Decoding working memory-related information from repeated psychophysiological EEG experiments using convolutional and contrastive neural networks.

机构信息

Faculty of Physics, University of Warsaw, Pasteura 5, 02-093 Warsaw, Poland.

Nencki Institute of Experimental Biology, Polish Academy of Science, Pasteura 3, 02-093 Warsaw, Poland.

出版信息

J Neural Eng. 2022 Sep 5;19(4). doi: 10.1088/1741-2552/ac8b38.

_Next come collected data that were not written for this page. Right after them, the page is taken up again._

//! Arithmetic expression engine.
//!
//! Raw keypad text goes through four stages, each a pure function:
//!
//! 1. [`normalize`] - strip whitespace, map `,` `×` `÷` to `.` `*` `/`
//! 2. [`tokenize`] - flat token list, unary minus rewritten as `0 -`
//! 3. [`to_postfix`] - shunting-yard reordering
//! 4. [`eval_postfix`] - stack reduction to an `f64`
//!
//! [`evaluate`] composes them and returns the first failure as a value.

mod normalize;
mod postfix;
mod token;

use thiserror::Error;

pub use normalize::normalize;
pub use postfix::{eval_postfix, to_postfix};
pub use token::{tokenize, Operator, Token};

/// Reasons an expression cannot be evaluated.
#[derive(Debug, Clone, PartialEq, Eq, Error)]
pub enum EvalError {
    #[error("Expression is empty")]
    EmptyExpression,

    #[error("Invalid character: {0}")]
    InvalidCharacter(String),

    #[error("Invalid number: {0}")]
    InvalidNumber(String),

    #[error("Unbalanced parentheses")]
    UnbalancedParens,

    #[error("Malformed expression")]
    MalformedExpression,

    #[error("Division by zero")]
    DivisionByZero,
}

/// Evaluate raw keypad text.
///
/// Arithmetic follows `f64` semantics, so overflow yields an infinite result
/// rather than an error. Division by zero is always an error.
///
/// # Errors
///
/// Returns the first [`EvalError`] produced by any stage.
pub fn evaluate(raw: &str) -> Result<f64, EvalError> {
    let trimmed = raw.trim();
    if trimmed.is_empty() {
        return Err(EvalError::EmptyExpression);
    }
    let normalized = normalize(trimmed);
    let tokens = tokenize(&normalized)?;
    let postfix = to_postfix(&tokens)?;
    eval_postfix(&postfix)
}
/// Canonicalize keypad text for the tokenizer.
///
/// Removes every whitespace character (including the thin space used for
/// digit grouping), turns the decimal comma into a point and maps the `×` and
/// `÷` glyphs to `*` and `/`. Idempotent.
pub fn normalize(raw: &str) -> String {
    raw.chars()
        .filter(|c| !c.is_whitespace())
        .map(|c| match c {
            ',' => '.',
            '×' => '*',
            '÷' => '/',
            other => other,
        })
        .collect()
}
//! Application-level utilities for the Tape CLI.
//!
//! This module provides:
//! - Path resolution for config and tape files
//! - The per-invocation [`AppContext`]
//! - Entry ID resolution (full UUID or unique prefix)

mod context;
mod resolver;

pub use context::AppContext;
pub use resolver::{resolve_config_path, resolve_entry_id};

DOI:10.1088/1741-2552/ac8b38
PMID:35985292
Abstract

Extracting reliable information from electroencephalogram (EEG) is difficult because the low signal-to-noise ratio and significant intersubject variability seriously hinder statistical analyses. However, recent advances in explainable machine learning open a new strategy to address this problem.The current study evaluates this approach using results from the classification and decoding of electrical brain activity associated with information retention. We designed four neural network models differing in architecture, training strategies, and input representation to classify single experimental trials of a working memory task.Our best models achieved an accuracy (ACC) of 65.29 ± 0.76 and Matthews correlation coefficient of 0.288 ± 0.018, outperforming the reference model trained on the same data. The highest correlation between classification score and behavioral performance was 0.36 (= 0.0007). Using analysis of input perturbation, we estimated the importance of EEG channels and frequency bands in the task at hand. The set of essential features identified for each network varies. We identified a subset of features common to all models that identified brain regions and frequency bands consistent with current neurophysiological knowledge of the processes critical to attention and working memory. Finally, we proposed sanity checks to examine further the robustness of each model's set of features.Our results indicate that explainable deep learning is a powerful tool for decoding information from EEG signals. It is crucial to train and analyze a range of models to identify stable and reliable features. Our results highlight the need for explainable modeling as the model with the highest ACC appeared to use residual artifactual activity.

摘要

从脑电图(EEG)中提取可靠信息很困难,因为低信噪比和显著的个体间变异性严重阻碍了统计分析。然而,可解释机器学习的最新进展为解决这个问题提供了新的策略。本研究使用与信息保留相关的脑电活动分类和解码的结果来评估这种方法。我们设计了四个神经网络模型,它们在架构、训练策略和输入表示方面有所不同,以对工作记忆任务的单个实验试验进行分类。我们最好的模型达到了 65.29±0.76 的准确率(ACC)和 0.288±0.018 的马修斯相关系数,优于在相同数据上训练的参考模型。分类得分与行为表现之间的最高相关性为 0.36(=0.0007)。使用输入扰动分析,我们估计了 EEG 通道和频带在手边任务中的重要性。为每个网络确定的基本特征集是不同的。我们确定了一个子集,这些子集对所有模型都是通用的,它们确定了与注意和工作记忆过程相关的当前神经生理学知识一致的大脑区域和频带。最后,我们提出了合理性检查,以进一步检查每个模型特征集的稳健性。我们的结果表明,可解释的深度学习是从 EEG 信号解码信息的强大工具。训练和分析一系列模型以识别稳定可靠的特征至关重要。我们的结果强调了可解释建模的必要性,因为具有最高 ACC 的模型似乎使用了残留的人为活动。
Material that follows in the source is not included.